Arbitration Breakdown: Chris Davis

Over the next few months, I will be discussing some of the higher profile upcoming arbitration cases. I will rely partly on my arbitration model developed exclusively for MLB Trade Rumors, but will also break out some interesting comparables and determine where the model might be wrong.

Chris Davis had a fantastic 2013 campaign, which will earn him a large raise on his $3.3MM salary. As a hitter reaching arbitration for the second time, the primary determinants of Davis’ 2014 salary will be his 2013 statistics, which will be used as a basis to determine his raise. Unlike first-year arbitration eligible players whose entire history is generally discussed, players who reach arbitration eligibility in subsequent years have their raises determined by their platform year statistics, and their previous salary serves as the only relevant summary of their historical performance.

This benefits Davis immensely, who had a career year in 2013. He led the American League in home runs (53) and runs batted in (138), while putting up a solid average of .286. Playing time is very important to arbitration panels too, which also will be an argument in favor of a big raise for Davis. He played in 160 games, coming to the plate 673 times last year.

Few other sluggers have matched this performance going into their second years of arbitration eligibility. In the last seven years, the largest raise went to Jacoby Ellsbury, who got a $5.65MM raise from $2.4MM to $8.05MM in 2012, after hitting .321 with 32 home runs and 105 runs batted in, while swiping 39 bags. Ellsbury also helped his case with 729 plate appearances that year.

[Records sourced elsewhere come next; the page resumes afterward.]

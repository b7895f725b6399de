//! This module contains some error and result definitions used in this crate.

/// An enumeration of the errors that may occur when parsing a
/// [Grid](crate::Grid) from its 81-character line representation. Malformed
/// input is always detected here, before any propagation or search has
/// started.
#[derive(Debug, Eq, PartialEq)]
pub enum GridParseError {

    /// Indicates that the code does not consist of exactly 81 characters. The
    /// wrapped value is the number of characters that were actually provided.
    WrongLength(usize),

    /// Indicates that the code contains a character which is neither a digit
    /// from 1 to 9 nor the placeholder `'.'`. The wrapped value is the
    /// offending character.
    InvalidCharacter(char)
}

/// Syntactic sugar for `Result<V, GridParseError>`.
pub type GridParseResult<V> = Result<V, GridParseError>;
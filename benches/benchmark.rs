use criterion::{
    criterion_group,
    criterion_main,
    BenchmarkGroup,
    Criterion,
    SamplingMode
};
use criterion::measurement::WallTime;

use sudoku_deduce::Grid;
use sudoku_deduce::solver::{BacktrackingSolver, Solution};
use sudoku_deduce::topology::Variant;

use std::time::Duration;

// Explanation of benchmark classes:
//
// classic: Solving under the ordinary row/column/box rules.
// diagonals: Solving with the two main diagonals as additional units, which
//            typically means fewer clues and deeper search.

const MEASUREMENT_TIME_SECS: u64 = 30;
const SAMPLE_SIZE: usize = 100;

const CLASSIC_PUZZLES: &[&str] = &[
    "..3.2.6..9..3.5..1..18.64....81.29..7.......8..67.82....26.95..8..\
    2.3..9..5.1.3..",
    "4.....8.5.3..........7......2.....6.....8.4......1.......6.3.7.5.\
    .2.....1.4......"
];

const DIAGONAL_PUZZLES: &[&str] = &[
    "2.............62....1....7...6..8...3...9...7...6..4...4....8....\
    52.............3"
];

fn solve_all(puzzles: &[Grid], solver: &BacktrackingSolver) {
    for puzzle in puzzles {
        let outcome = solver.solve(puzzle);
        assert_ne!(&Solution::Impossible, outcome.solution());
    }
}

fn benchmark_variant(group: &mut BenchmarkGroup<WallTime>, id: &str,
        variant: Variant, codes: &[&str]) {
    let puzzles: Vec<Grid> = codes.iter()
        .map(|code| Grid::parse(code).unwrap())
        .collect();
    let solver = BacktrackingSolver::new(variant);

    group.measurement_time(Duration::from_secs(MEASUREMENT_TIME_SECS));
    group.sample_size(SAMPLE_SIZE);
    group.sampling_mode(SamplingMode::Flat);
    group.bench_function(id, |b| b.iter(|| solve_all(&puzzles, &solver)));
}

fn benchmark_solve(c: &mut Criterion) {
    let mut group = c.benchmark_group("solve");

    benchmark_variant(&mut group, "classic", Variant::Classic,
        CLASSIC_PUZZLES);
    benchmark_variant(&mut group, "diagonals", Variant::Diagonals,
        DIAGONAL_PUZZLES);
}

criterion_group!(benches, benchmark_solve);
criterion_main!(benches);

In most other cases where an elite slugger reached arbitration eligibility for the second time, clubs have elected to sign multi-year deals. While we are able to use multi-year deals with adjustments to fill in the some of the gaps this leaves in our analysis, it makes it difficult to find precisely comparable players for teams and agents to use in negotiations. In some of these cases, we can look at the first year salary in the multi-year deal, but take it with a grain of salt. In some of these cases though, a more valuable piece of evidence is what the salary figures were when the player and team exchange numbers in advance of a potential hearing.

For instance, Ryan Howard is a decent comparable for Davis. Howard signed a three-year deal going into his second year of arbitration eligibility in 2009. He was coming off a $10MM salary, and hit .251 (much worse than Davis’ .286) but his 48 home runs and 146 RBI are the only thing remotely similar in recent memory (among second-year arbitration eligible players) to Davis’ 53 home runs and 138 RBI. Howard got a $5MM raise his second year as part of that deal, but this came after exchanging numbers with the Phillies. He had requested an $8MM raise and the Phillies proposed just a $4MM. Given that Davis had a much better average and five more home runs, plus the fact that Howard’s raise is five years old, Davis should easily clear $4MM.

Matt Holliday’s raise of $5.1MM in 2008 (including his pro-rated signing bonus) as part of a multi-year deal is also relatively comparable. While he only hit 36 home runs, he hit .340 and knocked in 137 runs, while stealing 11 bags. Again, the fact that six years has passed since this deal, plus the fact that it was a multi-year deal, suggest that this will not be a great comparison. However, given the similarity of Holliday’s and Howard’s effective raises, it stands to reason that adding a few years of inflation should get Davis a solid gain beyond this amount, especially since he hit more home runs (which is the most important stat in arbitration outside of playing time).

Somewhat more recently, Josh Hamilton hit .359 with 32 home runs and 100 runs batted in going into 2011, which earned him a $5.5MM raise as part of a multi-year deal. He had been offered a $5.45MM raise already and had countered with a request for a $8.75MM raise, even larger than Howard’s $8MM request two years earlier.

Putting all these together, it is pretty clear that Davis is in his own territory and seems very likely to break Ellsbury’s record Arb-2 raise of $5.65MM. The model actually predicts that Davis would get $10.8MM, but given the new limits of “The Kimbrel Rule,” we are only letting him break Ellsbury’s record by $1MM, giving him a $6.65MM raise to $9.95MM.